TASK REQUIREMENTS - Nothing in the records may change. Print them all again.

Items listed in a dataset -
BEGIN

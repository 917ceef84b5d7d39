//! NATS subject hierarchy.
//!
//! Every subject is `arena.<database>.…` so several logical databases can
//! share one NATS cluster.

/// Root prefix for all arena subjects.
pub const PREFIX: &str = "arena";

/// Session handshake, request/reply. Client → Service.
#[must_use]
pub fn handshake(database: &str) -> String {
    format!("{PREFIX}.{database}.connect")
}

/// Subscription query, request/reply with backfill rows. Client → Service.
#[must_use]
pub fn subscribe(database: &str) -> String {
    format!("{PREFIX}.{database}.subscribe")
}

/// A named remote action, request/reply. Client → Service.
///
/// `arena.<database>.reducer.<name>`
#[must_use]
pub fn reducer(database: &str, name: &str) -> String {
    format!("{PREFIX}.{database}.reducer.{name}")
}

/// Fire-and-forget input stream for the tick path. Client → Service.
#[must_use]
pub fn input(database: &str) -> String {
    format!("{PREFIX}.{database}.input")
}

/// Row-change broadcast for a table. Service → Clients.
///
/// `arena.<database>.table.<table>`
#[must_use]
pub fn table(database: &str, table: &str) -> String {
    format!("{PREFIX}.{database}.table.{table}")
}

/// Local teardown notice. Client → Service.
#[must_use]
pub fn disconnect(database: &str) -> String {
    format!("{PREFIX}.{database}.disconnect")
}

#[cfg(test)]
mod tests {
    use super::*;

    #[test]
    fn test_reducer_subject() {
        assert_eq!(
            reducer("arena", "register_player"),
            "arena.arena.reducer.register_player"
        );
    }

    #[test]
    fn test_table_subject() {
        assert_eq!(table("quickstart", "player"), "arena.quickstart.table.player");
    }

    #[test]
    fn test_session_subjects_share_namespace() {
        for subject in [handshake("db"), subscribe("db"), input("db"), disconnect("db")] {
            assert!(subject.starts_with("arena.db."));
        }
    }
}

END

THE COMPLETED TASK -
repository 917ceef84b5d7d39
//! NATS subject hierarchy.
//!
//! Every subject is `arena.<database>.…` so several logical databases can
//! share one NATS cluster.

/// Root prefix for all arena subjects.
pub const PREFIX: &str = "arena";

/// Session handshake, request/reply. Client → Service.
#[must_use]
pub fn handshake(database: &str) -> String {
    format!("{PREFIX}.{database}.connect")
}

/// Subscription query, request/reply with backfill rows. Client → Service.
#[must_use]
pub fn subscribe(database: &str) -> String {
    format!("{PREFIX}.{database}.subscribe")
}

/// A named remote action, request/reply. Client → Service.
///
/// `arena.<database>.reducer.<name>`
#[must_use]
pub fn reducer(database: &str, name: &str) -> String {
    format!("{PREFIX}.{database}.reducer.{name}")
}

/// Fire-and-forget input stream for the tick path. Client → Service.
#[must_use]
pub fn input(database: &str) -> String {
    format!("{PREFIX}.{database}.input")
}

/// Row-change broadcast for a table. Service → Clients.
///
/// `arena.<database>.table.<table>`
#[must_use]
pub fn table(database: &str, table: &str) -> String {
    format!("{PREFIX}.{database}.table.{table}")
}

/// Local teardown notice. Client → Service.
#[must_use]
pub fn disconnect(database: &str) -> String {
    format!("{PREFIX}.{database}.disconnect")
}

#[cfg(test)]
mod tests {
    use super::*;

    #[test]
    fn test_reducer_subject() {
        assert_eq!(
            reducer("arena", "register_player"),
            "arena.arena.reducer.register_player"
        );
    }

    #[test]
    fn test_table_subject() {
        assert_eq!(table("quickstart", "player"), "arena.quickstart.table.player");
    }

    #[test]
    fn test_session_subjects_share_namespace() {
        for subject in [handshake("db"), subscribe("db"), input("db"), disconnect("db")] {
            assert!(subject.starts_with("arena.db."));
        }
    }
}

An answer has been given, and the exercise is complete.